Almost as soon as the president confirmed his decision to abandon the Paris Climate Agreement, states, cities, investors and businesses, along with leading US institutions, stepped up.

In less than 48 hours, over 1 400 of them had already publicly vowed to meet the goals of the Paris accord. This included more than 200 mayors and more than 750 companies which have already invested significant amounts of effort and money in aligning themselves with a 2°C trajectory.

California, New York and Washington states launched the United States Climate Alliance, committing themselves to at least honour the Paris Climate Agreement goal of a reduction in emissions of 26%-28% by 2025. So far, the Alliance represents 36.3% of the US economy and over USD 6.8 trillion – collectively, this is third largest economic grouping, behind only China and the US itself.

The biggest fear over the US withdrawal though was that other countries might follow suit and abandon their pledges in reaction to the action by the second largest polluter (and the largest on a per-capita basis) and biggest financial contributor to the Green Climate Fund*.

However, the response has been unanimous. China, India, Canada, Australia, Mexico, Indonesia, Japan, the European Union and many others have all reinforced their commitment to “make the Planet great again”. Even more encouraging has been China’s and Europe’s expressed willingness to step up their efforts on emissions abatement (the US accounts for 15% of current emissions) and on climate finance.

Beyond climate change, the underlying economic rationale

Economics and long-term factors such as demand for clean air are also driving forces for turning to renewable energy technologies. Investing in clean energy and energy efficiency offers significant advantages related to diversification from fossil fuels and energy independence, including economic growth and job creation, technological progress and clean air.

The rise of renewables and clean technologies has exceeded even the most optimistic expectations. Renewables provide almost a quarter of the world’s power, second only to coal. In 2015 alone, renewable generation capacity rose to the equivalent of about one-third of average US electricity demand, with wind and solar accounting for 75% of the additions.

Prices have dropped sharply – the cost of producing solar electricity by two-thirds and onshore wind by 30% – while investment has been sustained. In 2015, USD 349 billion was invested globally in renewables, excluding large hydropower, in comparison with USD 130 billion in coal and gas.

Such investment levels are inevitably creating jobs. Almost 800 000 people work in the US renewable power market, compared with fewer than 55 000 in the coal mining industry. More importantly, green technologies’ capacity to create jobs has far exceeded (12 times faster) that of the rest of the US economy.

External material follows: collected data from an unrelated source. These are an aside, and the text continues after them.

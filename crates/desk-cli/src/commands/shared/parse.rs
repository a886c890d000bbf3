use desk_core::enums::LetterGrade;

/// Parse a credit count: a finite, non-negative number.
pub fn parse_credits(raw: &str) -> Result<f64, String> {
    let credits = raw
        .trim()
        .parse::<f64>()
        .map_err(|error| format!("invalid credits '{raw}': {error}"))?;

    if !credits.is_finite() || credits < 0.0 {
        return Err(format!("invalid credits '{raw}': must be a non-negative number"));
    }
    Ok(credits)
}

/// One course row from the command line.
#[derive(Debug, Clone, PartialEq)]
pub struct CourseRow {
    pub course: String,
    pub credits: f64,
    pub grade: LetterGrade,
}

/// Parse `NAME:CREDITS:GRADE`. The name may itself contain colons.
pub fn parse_course_row(raw: &str) -> anyhow::Result<CourseRow> {
    let mut parts = raw.rsplitn(3, ':');
    let (Some(grade), Some(credits), Some(course)) = (parts.next(), parts.next(), parts.next())
    else {
        anyhow::bail!("invalid course '{raw}': expected NAME:CREDITS:GRADE");
    };

    let grade = grade
        .parse::<LetterGrade>()
        .map_err(|error| anyhow::anyhow!("invalid course '{raw}': {error}"))?;
    let credits = parse_credits(credits).map_err(anyhow::Error::msg)?;

    Ok(CourseRow {
        course: course.trim().to_string(),
        credits,
        grade,
    })
}

#[cfg(test)]
mod tests {
    use desk_core::enums::LetterGrade;
    use pretty_assertions::assert_eq;
    use rstest::rstest;

    use super::{CourseRow, parse_course_row, parse_credits};

    #[test]
    fn parses_course_row() {
        let row = parse_course_row("Compilers:4:b+").expect("row should parse");
        assert_eq!(
            row,
            CourseRow {
                course: "Compilers".to_string(),
                credits: 4.0,
                grade: LetterGrade::BPlus,
            }
        );
    }

    #[test]
    fn course_name_keeps_inner_colons() {
        let row = parse_course_row("CS 101: Intro:3:A").expect("row should parse");
        assert_eq!(row.course, "CS 101: Intro");
    }

    #[rstest]
    #[case("Compilers:4")]
    #[case("Compilers:four:A")]
    #[case("Compilers:4:E")]
    #[case("Compilers:-1:A")]
    fn rejects_malformed_rows(#[case] raw: &str) {
        assert!(parse_course_row(raw).is_err());
    }

    #[rstest]
    #[case("0", 0.0)]
    #[case(" 3.5 ", 3.5)]
    fn accepts_non_negative_credits(#[case] raw: &str, #[case] want: f64) {
        assert!((parse_credits(raw).unwrap() - want).abs() < f64::EPSILON);
    }

    #[rstest]
    #[case("-0.5")]
    #[case("NaN")]
    #[case("inf")]
    fn rejects_bad_credits(#[case] raw: &str) {
        let err = parse_credits(raw).unwrap_err();
        assert!(err.contains("invalid credits"));
    }
}
//! Interactive desk: one tab active at a time, line-oriented commands.

mod commands;
mod desk;
mod tokenize;

use std::io::{IsTerminal, Write};

use anyhow::Context;
use desk_ai::TextGenerator;
use tokio::io::{AsyncBufReadExt, BufReader};

pub use desk::{Desk, DeskOptions, Step};

/// Read lines from stdin until `quit` or end of input.
pub async fn run<G: TextGenerator + Clone>(desk: &mut Desk<G>, quiet: bool) -> anyhow::Result<()> {
    let interactive = std::io::stdin().is_terminal();
    if interactive && !quiet {
        println!("StudyDesk. Type `help` for commands, `tabs` to list tabs, `quit` to leave.");
        println!("{}", desk.view()?);
    }

    let mut lines = BufReader::new(tokio::io::stdin()).lines();
    loop {
        if interactive {
            print!("{}> ", desk.active());
            std::io::stdout().flush().context("failed to flush prompt")?;
        }

        let Some(line) = lines.next_line().await.context("failed to read from stdin")? else {
            break;
        };

        match desk.execute(&line).await {
            Ok(Step::Print(text)) => println!("{text}"),
            Ok(Step::Silent) => {}
            Ok(Step::Quit) => break,
            Err(error) => report(&error),
        }
    }

    tracing::debug!("shell closed");
    Ok(())
}

fn report(error: &anyhow::Error) {
    // clap errors carry their own `error:` prefix and usage hint.
    if let Some(usage) = error.downcast_ref::<clap::Error>() {
        eprint!("{usage}");
    } else {
        eprintln!("error: {error:#}");
    }
}
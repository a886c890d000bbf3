use schemars::JsonSchema;
use serde::{Deserialize, Serialize};

use crate::enums::LetterGrade;
use crate::ids::EntryId;

/// Default credit weight for a new course row.
pub const DEFAULT_CREDITS: f64 = 3.0;

/// One course row in the GPA calculator.
#[derive(Debug, Clone, Serialize, Deserialize, JsonSchema, PartialEq)]
pub struct GpaEntry {
    pub id: EntryId,
    pub course: String,
    pub credits: f64,
    pub grade: LetterGrade,
}

impl GpaEntry {
    /// A blank row: no course name, 3 credits, grade A.
    #[must_use]
    pub fn blank(id: EntryId) -> Self {
        Self {
            id,
            course: String::new(),
            credits: DEFAULT_CREDITS,
            grade: LetterGrade::default(),
        }
    }

    /// Grade points weighted by credits.
    #[must_use]
    pub fn quality_points(&self) -> f64 {
        self.grade.points() * self.credits
    }
}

Paris Climate Agreement exit creates two-speed America

By exiting the Paris Climate Agreement and dismantling environmental regulation, the US government is de facto creating a two-speed America. One part is fully on board and ready to build on the opportunities that the clean energy transition offers, whereas the other will in all likelihood fail to keep pace with the technological progress that is set to define the markets of the not-so-distant future.

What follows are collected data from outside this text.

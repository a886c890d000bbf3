//! The text-generation seam.

use std::future::Future;

use crate::error::GenerationError;

/// Produces text for a prompt, optionally steered by a system instruction.
pub trait TextGenerator: Send + Sync {
    fn generate(
        &self,
        prompt: &str,
        system_instruction: Option<&str>,
    ) -> impl Future<Output = Result<String, GenerationError>> + Send;
}
use std::collections::HashMap;
use std::path::Path;

use crate::input::InputError;
use crate::input::reader::tsv_reader;
use crate::model::records::ProteinEntry;

/// Accession-keyed protein lookup, kept in file order for selection lists.
#[derive(Debug, Clone, Default)]
pub struct ProteinDirectory {
    entries: Vec<ProteinEntry>,
    index: HashMap<String, usize>,
}

impl ProteinDirectory {
    pub fn new(entries: Vec<ProteinEntry>) -> Self {
        let mut kept = Vec::with_capacity(entries.len());
        let mut index = HashMap::with_capacity(entries.len());
        for (line, entry) in entries.into_iter().enumerate() {
            if entry.accession.is_empty() {
                tracing::warn!(
                    row = line + 1,
                    "protein directory row has empty accession; skipping"
                );
                continue;
            }
            if index.contains_key(&entry.accession) {
                tracing::warn!(
                    row = line + 1,
                    accession = %entry.accession,
                    "duplicate accession in protein directory; keeping first"
                );
                continue;
            }
            index.insert(entry.accession.clone(), kept.len());
            kept.push(entry);
        }
        Self {
            entries: kept,
            index,
        }
    }

    pub fn get(&self, accession: &str) -> Option<&ProteinEntry> {
        self.index.get(accession).map(|&i| &self.entries[i])
    }

    pub fn contains(&self, accession: &str) -> bool {
        self.index.contains_key(accession)
    }

    pub fn entries(&self) -> &[ProteinEntry] {
        &self.entries
    }

    pub fn len(&self) -> usize {
        self.entries.len()
    }

    pub fn is_empty(&self) -> bool {
        self.entries.is_empty()
    }

    /// Case-insensitive substring match over accession and description.
    /// Descriptions carry gene names, so this also finds genes.
    pub fn search(&self, query: &str) -> Vec<&ProteinEntry> {
        let needle = query.trim().to_lowercase();
        if needle.is_empty() {
            return self.entries.iter().collect();
        }
        self.entries
            .iter()
            .filter(|e| {
                e.accession.to_lowercase().contains(&needle)
                    || e.description.to_lowercase().contains(&needle)
            })
            .collect()
    }
}

pub fn parse_protein_directory(path: &Path) -> Result<ProteinDirectory, InputError> {
    let mut reader = tsv_reader(path)?;
    let mut entries = Vec::new();
    for record in reader.deserialize::<ProteinEntry>() {
        let entry = record.map_err(|source| InputError::Csv {
            path: path.to_path_buf(),
            source,
        })?;
        entries.push(entry);
    }
    if entries.is_empty() {
        return Err(InputError::Parse(format!(
            "protein directory {} is empty",
            path.display()
        )));
    }
    Ok(ProteinDirectory::new(entries))
}
use serde::Serialize;

use crate::engine::DrillDown;
use crate::model::config::EngineConfig;

#[derive(Debug, Serialize)]
struct DrillDownReport<'r, 'a> {
    tool: &'static str,
    version: &'static str,
    config: &'r EngineConfig,
    drilldown: &'r DrillDown<'a>,
}

pub fn render_drilldown_json(
    drill: &DrillDown<'_>,
    config: &EngineConfig,
) -> serde_json::Result<String> {
    serde_json::to_string_pretty(&DrillDownReport {
        tool: "kira-chemprot",
        version: env!("CARGO_PKG_VERSION"),
        config,
        drilldown: drill,
    })
}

For us, as long-term investors, it means we ought to be able to differentiate between the leaders and the laggards, and engage in dialogue with the latter. We also need to respond to the rapid tightening of emissions-related regulation that will doubtless be imposed in support of the restated commitments by large parts of the US and other major economies such as China, India and the EU to the transition to clean energy.


Written on 11 June 2017

*By exiting, the US also jeopardises financing for mitigation, adaptation and control efforts by poorer nations – the US being the major contributor to the climate aid finance package to help the poorest countries adapt and fight climate change. It had pledged USD 3 billon of which USD 2 billion has been cancelled.” Washington Post, ‘Trump will stop paying into the Green Climate Fund’, 2 June 2017.